Riviere-Cazaux Cecile, Keough Michael B, Zuccato Jeffrey A, Kumar Rahul, Schulz Sebastian, Warrington Arthur E, Ruff Michael W, Ellingson Benjamin M, Sanai Nader, Campian Jian L, Kizilbash Sani H, Parney Ian F, Zadeh Gelareh, Khasraw Mustafa, Kessler Tobias, Sener Ugur, Cahill Daniel P, Mansouri Alireza, Burns Terry C
Department of Neurological Surgery, Mayo Clinic, Rochester, MN, USA.
Division of Neurosurgery, Department of Surgery, University of Toronto, Toronto, Ontario, Canada.
Neuro Oncol. 2025 Jun 21;27(5):1165-1179. doi: 10.1093/neuonc/noae276.
Cerebrospinal fluid (CSF) has emerged as a valuable liquid biopsy source for glioma biomarker discovery and validation. CSF produced within the ventricles circulates through the subarachnoid space, where the composition of glioma-derived analytes is influenced by the proximity and anatomical location of sampling relative to tumor, in addition to underlying tumor biology. The substantial gradients observed between lumbar and intracranial CSF compartments for tumor-derived analytes underscore the importance of sampling site selection. Moreover, radiographic features, such as tumor-CSF contact and blood-brain barrier disruption, are critical covariates that may affect biomarker detection and the abundance of plasma-derived analytes in CSF, respectively. Longitudinal intracranial CSF sampling, enabled by access devices like Ommaya reservoirs, may offer a window into treatment response and disease progression, though variability in analyte yield, sample volumes, and the dynamic effects of surgical resection pose challenges. This review critically evaluates the anatomic, radiographic, and longitudinal factors, or "time-space continuum," that impact glioma CSF biomarker abundance. Practical considerations for longitudinal CSF biobanking, including access device placement and collection, are also reviewed. Key takeaways and recommendations for CSF glioma biomarker discovery and validation are provided as a "hitchhiker's guide" based on our collective experience, along with resources for investigators aiming to develop CSF biobanking at their institutions.

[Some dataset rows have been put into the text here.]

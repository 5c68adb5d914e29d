//! Runs DFS, BFS and A* one after another against one maze, each into its own event log.
use std::fs;
use std::path::{Path, PathBuf};

use log::{debug, info};

use crate::error::{RecordError, RunError};
use crate::events::{EventRecorder, JsonLinesRecorder};
use crate::maze::Maze;
use crate::search::{Algorithm, SearchOutcome};

/// Outcome of one algorithm together with the log it wrote.
#[derive(Clone, Debug)]
pub struct AlgorithmRun {
    pub outcome: SearchOutcome,
    pub log_path: PathBuf,
}

#[derive(Clone, Debug, Default)]
pub struct RunReport {
    pub runs: Vec<AlgorithmRun>,
}

impl RunReport {
    pub fn get(&self, algorithm: Algorithm) -> Option<&AlgorithmRun> {
        self.runs.iter().find(|r| r.outcome.algorithm == algorithm)
    }
    pub fn log_path(&self, algorithm: Algorithm) -> Option<&Path> {
        self.get(algorithm).map(|r| r.log_path.as_path())
    }
    /// One summary line per algorithm, in run order.
    pub fn summary_lines(&self) -> Vec<String> {
        self.runs.iter().map(|r| r.outcome.to_string()).collect()
    }
}

/// Runs a single algorithm into `<out_dir>/<algorithm log name>`, closing the log afterwards.
pub fn run_algorithm(
    algorithm: Algorithm,
    maze: &Maze,
    out_dir: &Path,
) -> Result<AlgorithmRun, RunError> {
    let log_path = out_dir.join(algorithm.log_file_name());
    let wrap = |source: RecordError| RunError::Log {
        path: log_path.clone(),
        source,
    };
    debug!("Running {} into {}", algorithm, log_path.display());
    let mut recorder = JsonLinesRecorder::create(&log_path).map_err(wrap)?;
    let outcome = algorithm.run(maze, &mut recorder).map_err(wrap)?;
    recorder.close().map_err(wrap)?;
    info!("{} emitted {} events", algorithm, outcome.ticks);
    Ok(AlgorithmRun { outcome, log_path })
}

/// Creates `out_dir` if needed and runs all algorithms in the fixed order DFS, BFS, A*.
pub fn run_all(maze: &Maze, out_dir: &Path) -> Result<RunReport, RunError> {
    fs::create_dir_all(out_dir).map_err(|source| RunError::OutputDir {
        path: out_dir.to_path_buf(),
        source,
    })?;
    let runs = Algorithm::ALL
        .iter()
        .map(|&algorithm| run_algorithm(algorithm, maze, out_dir))
        .collect::<Result<Vec<_>, _>>()?;
    Ok(RunReport { runs })
}

#[cfg(test)]
mod tests {
    use super::*;
    use crate::events::read_event_log;

    #[test]
    fn writes_one_log_per_algorithm() {
        let dir = tempfile::tempdir().unwrap();
        let out = dir.path().join("nested").join("out");
        let maze = Maze::from_codes(2, 2, &[4, 0, 0, 3]).unwrap();
        let report = run_all(&maze, &out).unwrap();
        assert_eq!(report.runs.len(), 3);
        for algorithm in Algorithm::ALL {
            let path = report.log_path(algorithm).unwrap();
            assert_eq!(path, out.join(algorithm.log_file_name()));
            let events = read_event_log(path).unwrap();
            assert_eq!(events.len() as u64, report.get(algorithm).unwrap().outcome.ticks);
        }
        assert_eq!(
            report.summary_lines(),
            vec![
                "Shortest length(DFS) = 2",
                "Shortest length(BFS) = 2",
                "Shortest length(A*) = 2"
            ]
        );
    }

    #[test]
    fn unwritable_output_dir() {
        let dir = tempfile::tempdir().unwrap();
        let blocker = dir.path().join("file");
        std::fs::write(&blocker, b"x").unwrap();
        let maze = Maze::from_codes(1, 2, &[4, 3]).unwrap();
        let err = run_all(&maze, &blocker.join("out")).unwrap_err();
        assert!(matches!(err, RunError::OutputDir { .. }));
    }
}
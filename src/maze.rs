use core::fmt;

use grid_util::grid::{Grid, SimpleGrid};
use grid_util::point::Point;
use log::info;
use petgraph::unionfind::UnionFind;
use smallvec::SmallVec;

/// Row/column deltas of the 4-neighbourhood. The order (+row, +col, -row, -col) fixes the
/// exploration order of every engine and with it the exact contents of the event logs.
pub const NEIGHBOUR_OFFSETS: [(i32, i32); 4] = [(1, 0), (0, 1), (-1, 0), (0, -1)];

/// Classification of a single maze cell.
#[derive(Clone, Copy, Debug, PartialEq, Eq, Hash, Default)]
pub enum Cell {
    #[default]
    Free,
    Wall,
    Start,
    End,
}

impl Cell {
    pub const FREE_CODE: i64 = 0;
    pub const WALL_CODE: i64 = 1;
    pub const END_CODE: i64 = 3;
    pub const START_CODE: i64 = 4;

    /// Maps a numeric cell code to a [Cell]. Codes other than 0, 1, 3 and 4 are treated as free;
    /// use [Cell::is_known_code] to detect them.
    pub fn from_code(code: i64) -> Cell {
        match code {
            Self::WALL_CODE => Cell::Wall,
            Self::START_CODE => Cell::Start,
            Self::END_CODE => Cell::End,
            _ => Cell::Free,
        }
    }
    pub fn is_known_code(code: i64) -> bool {
        matches!(
            code,
            Self::FREE_CODE | Self::WALL_CODE | Self::END_CODE | Self::START_CODE
        )
    }
    pub fn code(self) -> i64 {
        match self {
            Cell::Free => Self::FREE_CODE,
            Cell::Wall => Self::WALL_CODE,
            Cell::Start => Self::START_CODE,
            Cell::End => Self::END_CODE,
        }
    }
}

/// [Maze] is the immutable grid every engine searches. Cells live in a [SimpleGrid] addressed
/// directly by [Point], whose `x` is the row index and `y` the column index, so the grid's first
/// axis spans the maze's height. Connected components of the passable cells are kept in a
/// [UnionFind] so reachability of the end can be reported without searching.
#[derive(Clone, Debug)]
pub struct Maze {
    cells: SimpleGrid<Cell>,
    start: Point,
    end: Point,
    components: UnionFind<usize>,
}

impl Maze {
    /// Builds a maze from `height * width` cell codes in row-major order. The last start and
    /// end codes win; callers wanting stricter checks go through [crate::loader].
    /// Returns [None] if the code count does not match or the maze lacks a start or end.
    pub fn from_codes(height: usize, width: usize, codes: &[i64]) -> Option<Maze> {
        if height.checked_mul(width) != Some(codes.len()) {
            return None;
        }
        let cells: Vec<Cell> = codes.iter().map(|&c| Cell::from_code(c)).collect();
        Maze::from_cells(height, width, cells)
    }

    /// `cells` holds exactly `height * width` entries in row-major order.
    pub(crate) fn from_cells(height: usize, width: usize, cells: Vec<Cell>) -> Option<Maze> {
        let to_point = |ix: usize| Point::new((ix / width) as i32, (ix % width) as i32);
        let start = cells.iter().rposition(|&c| c == Cell::Start).map(to_point)?;
        let end = cells.iter().rposition(|&c| c == Cell::End).map(to_point)?;
        let mut grid = SimpleGrid::new(height, width, Cell::Free);
        for (ix, cell) in cells.into_iter().enumerate() {
            grid.set_point(to_point(ix), cell);
        }
        let mut maze = Maze {
            cells: grid,
            start,
            end,
            components: UnionFind::new(0),
        };
        maze.generate_components();
        Some(maze)
    }

    pub fn width(&self) -> usize {
        self.cells.height()
    }
    pub fn height(&self) -> usize {
        self.cells.width()
    }
    pub fn start(&self) -> Point {
        self.start
    }
    pub fn end(&self) -> Point {
        self.end
    }
    pub fn len(&self) -> usize {
        self.cells.values.len()
    }
    pub fn is_empty(&self) -> bool {
        self.cells.values.is_empty()
    }

    pub fn in_bounds(&self, pos: Point) -> bool {
        self.cells.point_in_bounds(pos)
    }
    /// Out-of-bounds positions are not walls; check [in_bounds](Self::in_bounds) first.
    pub fn is_wall(&self, pos: Point) -> bool {
        self.cell(pos) == Some(Cell::Wall)
    }
    pub fn can_move_to(&self, pos: Point) -> bool {
        self.in_bounds(pos) && !self.is_wall(pos)
    }
    pub fn cell(&self, pos: Point) -> Option<Cell> {
        self.in_bounds(pos).then(|| self.cells.get_point(pos))
    }
    /// Grid index of `pos`, or [None] when it lies outside the maze.
    pub fn index_of(&self, pos: Point) -> Option<usize> {
        self.in_bounds(pos).then(|| self.cells.get_ix_point(&pos))
    }

    /// All four neighbours of `pos` in exploration order, including out-of-bounds ones.
    pub fn neighbours(&self, pos: Point) -> SmallVec<[Point; 4]> {
        NEIGHBOUR_OFFSETS
            .iter()
            .map(|&(dx, dy)| Point::new(pos.x + dx, pos.y + dy))
            .collect()
    }
    /// The in-bounds, non-wall neighbours of `pos` in exploration order.
    pub fn passable_neighbours(&self, pos: Point) -> SmallVec<[Point; 4]> {
        self.neighbours(pos)
            .into_iter()
            .filter(|&p| self.can_move_to(p))
            .collect()
    }

    /// Checks if start and end are on the same connected component.
    pub fn reachable(&self, from: Point, to: Point) -> bool {
        match (self.index_of(from), self.index_of(to)) {
            (Some(a), Some(b)) => !self.is_wall(from) && self.components.equiv(a, b),
            _ => false,
        }
    }
    pub fn end_reachable(&self) -> bool {
        self.reachable(self.start, self.end)
    }

    /// Generates a new [UnionFind] structure and links up passable neighbours into components.
    /// Only the +row and +col neighbours are joined; the others are covered from their side.
    fn generate_components(&mut self) {
        self.components = UnionFind::new(self.len());
        for x in 0..self.height() as i32 {
            for y in 0..self.width() as i32 {
                let point = Point::new(x, y);
                if !self.can_move_to(point) {
                    continue;
                }
                let parent_ix = self.cells.get_ix_point(&point);
                for n in [Point::new(x + 1, y), Point::new(x, y + 1)] {
                    if let Some(ix) = self.index_of(n).filter(|_| !self.is_wall(n)) {
                        self.components.union(parent_ix, ix);
                    }
                }
            }
        }
        let verdict = if self.end_reachable() { "is" } else { "is not" };
        info!("{} {} reachable from {}", self.end, verdict, self.start);
    }
}

impl fmt::Display for Maze {
    fn fmt(&self, f: &mut fmt::Formatter) -> fmt::Result {
        for x in 0..self.height() {
            let line: String = (0..self.width())
                .map(|y| match self.cells.get(x, y) {
                    Cell::Free => '.',
                    Cell::Wall => '#',
                    Cell::Start => 'S',
                    Cell::End => 'E',
                })
                .collect();
            writeln!(f, "{line}")?;
        }
        Ok(())
    }
}
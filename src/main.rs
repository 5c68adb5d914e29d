//! Command-line driver: loads a maze, runs DFS, BFS and A* into `<out>/<algo>_events.jsonl`,
//! prints one summary line per algorithm and hands the logs to the replay GUI.
use std::path::{Path, PathBuf};
use std::process::ExitCode;

use clap::Parser;
use log::{error, info};
use tracing_subscriber::{fmt, EnvFilter};

use maze_search::config::{
    RunConfig, VisualizerConfig, DEFAULT_MAZE_PATH, DEFAULT_OUT_DIR, DEFAULT_PYTHON,
    DEFAULT_VISUALIZER_SCRIPT,
};
use maze_search::loader::{load_maze, read_maze};
use maze_search::run::run_all;
use maze_search::visualizer::{gui_maze_path, launch_visualizer, STDIN_PATH};

/// Explore a grid maze with DFS, BFS and A* and record every step for replay.
#[derive(Parser, Debug)]
#[command(name = "maze_search")]
#[command(version)]
struct Cli {
    /// Maze file (`-` for stdin): `height width` followed by the cell codes
    /// (0 free, 1 wall, 3 end, 4 start)
    #[arg(default_value = DEFAULT_MAZE_PATH)]
    maze: PathBuf,

    /// Directory receiving the event logs, created if absent
    #[arg(default_value = DEFAULT_OUT_DIR)]
    out_dir: PathBuf,

    /// Python interpreter running the visualizer
    #[arg(long, default_value = DEFAULT_PYTHON)]
    python: PathBuf,

    /// Visualizer script
    #[arg(long, default_value = DEFAULT_VISUALIZER_SCRIPT)]
    visualizer: PathBuf,

    /// Do not launch the visualizer
    #[arg(long)]
    no_gui: bool,

    /// Verbosity level (-v, -vv, -vvv)
    #[arg(short, long, action = clap::ArgAction::Count)]
    verbose: u8,
}

impl From<Cli> for RunConfig {
    fn from(cli: Cli) -> RunConfig {
        RunConfig {
            maze_path: cli.maze,
            out_dir: cli.out_dir,
            visualizer: VisualizerConfig {
                enabled: !cli.no_gui,
                python: cli.python,
                script: cli.visualizer,
            },
        }
    }
}

fn main() -> ExitCode {
    let cli = Cli::parse();

    let filter = match cli.verbose {
        0 => EnvFilter::try_from_default_env().unwrap_or_else(|_| EnvFilter::new("warn")),
        1 => EnvFilter::new("info"),
        2 => EnvFilter::new("debug"),
        _ => EnvFilter::new("trace"),
    };
    fmt()
        .with_env_filter(filter)
        .with_target(true)
        .with_writer(std::io::stderr)
        .init();

    let config = RunConfig::from(cli);

    let loaded = if config.maze_path == Path::new(STDIN_PATH) {
        read_maze(std::io::stdin().lock())
    } else {
        load_maze(&config.maze_path)
    };
    let maze = match loaded {
        Ok(maze) => maze,
        Err(err) => {
            error!("{err}");
            eprintln!("Failed to load maze: {err}");
            return ExitCode::FAILURE;
        }
    };
    info!(
        "Loaded {}x{} maze from {}",
        maze.height(),
        maze.width(),
        config.maze_path.display()
    );

    let report = match run_all(&maze, &config.out_dir) {
        Ok(report) => report,
        Err(err) => {
            eprintln!("{err}");
            return ExitCode::FAILURE;
        }
    };
    for line in report.summary_lines() {
        println!("{line}");
    }

    if config.visualizer.enabled {
        let launched = gui_maze_path(&maze, &config.maze_path, &config.out_dir)
            .and_then(|maze_path| launch_visualizer(&config.visualizer, &maze_path, &report));
        if let Err(err) = launched {
            eprintln!("Visualizer: {err}");
        }
    }
    ExitCode::SUCCESS
}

脑脊液(CSF)已成为用于胶质瘤生物标志物发现和验证的重要液体活检来源。脑室内产生的脑脊液在蛛网膜下腔循环,在那里,除了潜在的肿瘤生物学特性外,胶质瘤衍生分析物的组成还受相对于肿瘤的采样距离和解剖位置的影响。在腰椎和颅内脑脊液腔室之间观察到的肿瘤衍生分析物的显著梯度突出了采样部位选择的重要性。此外,影像学特征,如肿瘤与脑脊液的接触以及血脑屏障破坏,分别是可能影响生物标志物检测和脑脊液中血浆衍生分析物丰度的关键协变量。通过像奥马亚储液器这样的接入装置实现的颅内脑脊液纵向采样,可能为治疗反应和疾病进展提供一个窗口,尽管分析物产量、样本量的变异性以及手术切除的动态影响带来了挑战。本综述批判性地评估了影响胶质瘤脑脊液生物标志物丰度的解剖学、影像学和纵向因素,即“时空连续体”。还综述了纵向脑脊液生物样本库的实际考虑因素,包括接入装置的放置和采集。基于我们的集体经验,提供了脑脊液胶质瘤生物标志物发现和验证的关键要点及建议,作为一份“指南”,同时为旨在在其机构开展脑脊液生物样本库建设的研究人员提供了相关资源。